Source records:
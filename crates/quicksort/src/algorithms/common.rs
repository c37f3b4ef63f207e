/// Shift-insertion sort.
///
/// Each element is compared against its predecessors first and then moved into place
/// with a single rotation, so a failing comparator leaves the slice untouched for the
/// element being inserted.
#[inline]
pub fn insertion_sort<T, E, F>(data: &mut [T], is_less: &mut F) -> Result<(), E>
where
    F: FnMut(&T, &T) -> Result<bool, E>,
{
    let len = data.len();
    if len < 2 {
        return Ok(());
    }

    for i in 1..len {
        let mut j = i;
        while j > 0 && is_less(&data[i], &data[j - 1])? {
            j -= 1;
        }
        if j != i {
            data[j..=i].rotate_right(1);
        }
    }

    Ok(())
}

/// Returns a clone of the median of `x`, `y` and `z`.
#[inline]
pub fn median_of_three<T, E, F>(x: &T, y: &T, z: &T, is_less: &mut F) -> Result<T, E>
where
    T: Clone,
    F: FnMut(&T, &T) -> Result<bool, E>,
{
    let median = if is_less(x, y)? {
        if is_less(y, z)? {
            y
        } else if is_less(x, z)? {
            z
        } else {
            x
        }
    } else if is_less(x, z)? {
        x
    } else if is_less(y, z)? {
        z
    } else {
        y
    };
    Ok(median.clone())
}

/// Hoare partition around the median of the first, middle and last element.
///
/// Returns `j` such that `data[..=j]` holds elements not greater than the pivot and
/// `data[j + 1..]` holds elements not less than it. Slices shorter than two elements
/// return `0`.
pub fn partition_hoare<T, E, F>(data: &mut [T], is_less: &mut F) -> Result<usize, E>
where
    T: Clone,
    F: FnMut(&T, &T) -> Result<bool, E>,
{
    let len = data.len();
    if len <= 1 {
        return Ok(0);
    }

    // Owned copy: the scan below may swap the sampled element away.
    let pivot = median_of_three(&data[0], &data[len / 2], &data[len - 1], is_less)?;

    let mut i = 0usize;
    let mut j = len - 1;
    loop {
        // The guards only matter for comparators that are not a strict weak order.
        while i < len && is_less(&data[i], &pivot)? {
            i += 1;
        }
        while j > 0 && is_less(&pivot, &data[j])? {
            j -= 1;
        }

        if i >= j {
            return Ok(j);
        }

        data.swap(i, j);
        i += 1;
        j -= 1;
    }
}

/// `ceil(log2(n))`, with `ceil_log2(0) == ceil_log2(1) == 0`.
#[inline]
pub fn ceil_log2(n: usize) -> usize {
    if n <= 1 {
        0
    } else {
        (usize::BITS - (n - 1).leading_zeros()) as usize
    }
}

#[inline]
pub fn parallel_depth_budget(n: usize, depth_factor: usize) -> usize {
    ceil_log2(n).saturating_mul(depth_factor)
}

PROBLEM TO WORK ON ▸
Copy out the data in full, exactly.

FINISHED TASK ▸
filename crates/quicksort/src/algorithms/common.rs
repository c37f3b4ef63f207e
/// Shift-insertion sort.
///
/// Each element is compared against its predecessors first and then moved into place
/// with a single rotation, so a failing comparator leaves the slice untouched for the
/// element being inserted.
#[inline]
pub fn insertion_sort<T, E, F>(data: &mut [T], is_less: &mut F) -> Result<(), E>
where
    F: FnMut(&T, &T) -> Result<bool, E>,
{
    let len = data.len();
    if len < 2 {
        return Ok(());
    }

    for i in 1..len {
        let mut j = i;
        while j > 0 && is_less(&data[i], &data[j - 1])? {
            j -= 1;
        }
        if j != i {
            data[j..=i].rotate_right(1);
        }
    }

    Ok(())
}

/// Returns a clone of the median of `x`, `y` and `z`.
#[inline]
pub fn median_of_three<T, E, F>(x: &T, y: &T, z: &T, is_less: &mut F) -> Result<T, E>
where
    T: Clone,
    F: FnMut(&T, &T) -> Result<bool, E>,
{
    let median = if is_less(x, y)? {
        if is_less(y, z)? {
            y
        } else if is_less(x, z)? {
            z
        } else {
            x
        }
    } else if is_less(x, z)? {
        x
    } else if is_less(y, z)? {
        z
    } else {
        y
    };
    Ok(median.clone())
}

/// Hoare partition around the median of the first, middle and last element.
///
/// Returns `j` such that `data[..=j]` holds elements not greater than the pivot and
/// `data[j + 1..]` holds elements not less than it. Slices shorter than two elements
/// return `0`.
pub fn partition_hoare<T, E, F>(data: &mut [T], is_less: &mut F) -> Result<usize, E>
where
    T: Clone,
    F: FnMut(&T, &T) -> Result<bool, E>,
{
    let len = data.len();
    if len <= 1 {
        return Ok(0);
    }

    // Owned copy: the scan below may swap the sampled element away.
    let pivot = median_of_three(&data[0], &data[len / 2], &data[len - 1], is_less)?;

    let mut i = 0usize;
    let mut j = len - 1;
    loop {
        // The guards only matter for comparators that are not a strict weak order.
        while i < len && is_less(&data[i], &pivot)? {
            i += 1;
        }
        while j > 0 && is_less(&pivot, &data[j])? {
            j -= 1;
        }

        if i >= j {
            return Ok(j);
        }

        data.swap(i, j);
        i += 1;
        j -= 1;
    }
}

/// `ceil(log2(n))`, with `ceil_log2(0) == ceil_log2(1) == 0`.
#[inline]
pub fn ceil_log2(n: usize) -> usize {
    if n <= 1 {
        0
    } else {
        (usize::BITS - (n - 1).leading_zeros()) as usize
    }
}

#[inline]
pub fn parallel_depth_budget(n: usize, depth_factor: usize) -> usize {
    ceil_log2(n).saturating_mul(depth_factor)
}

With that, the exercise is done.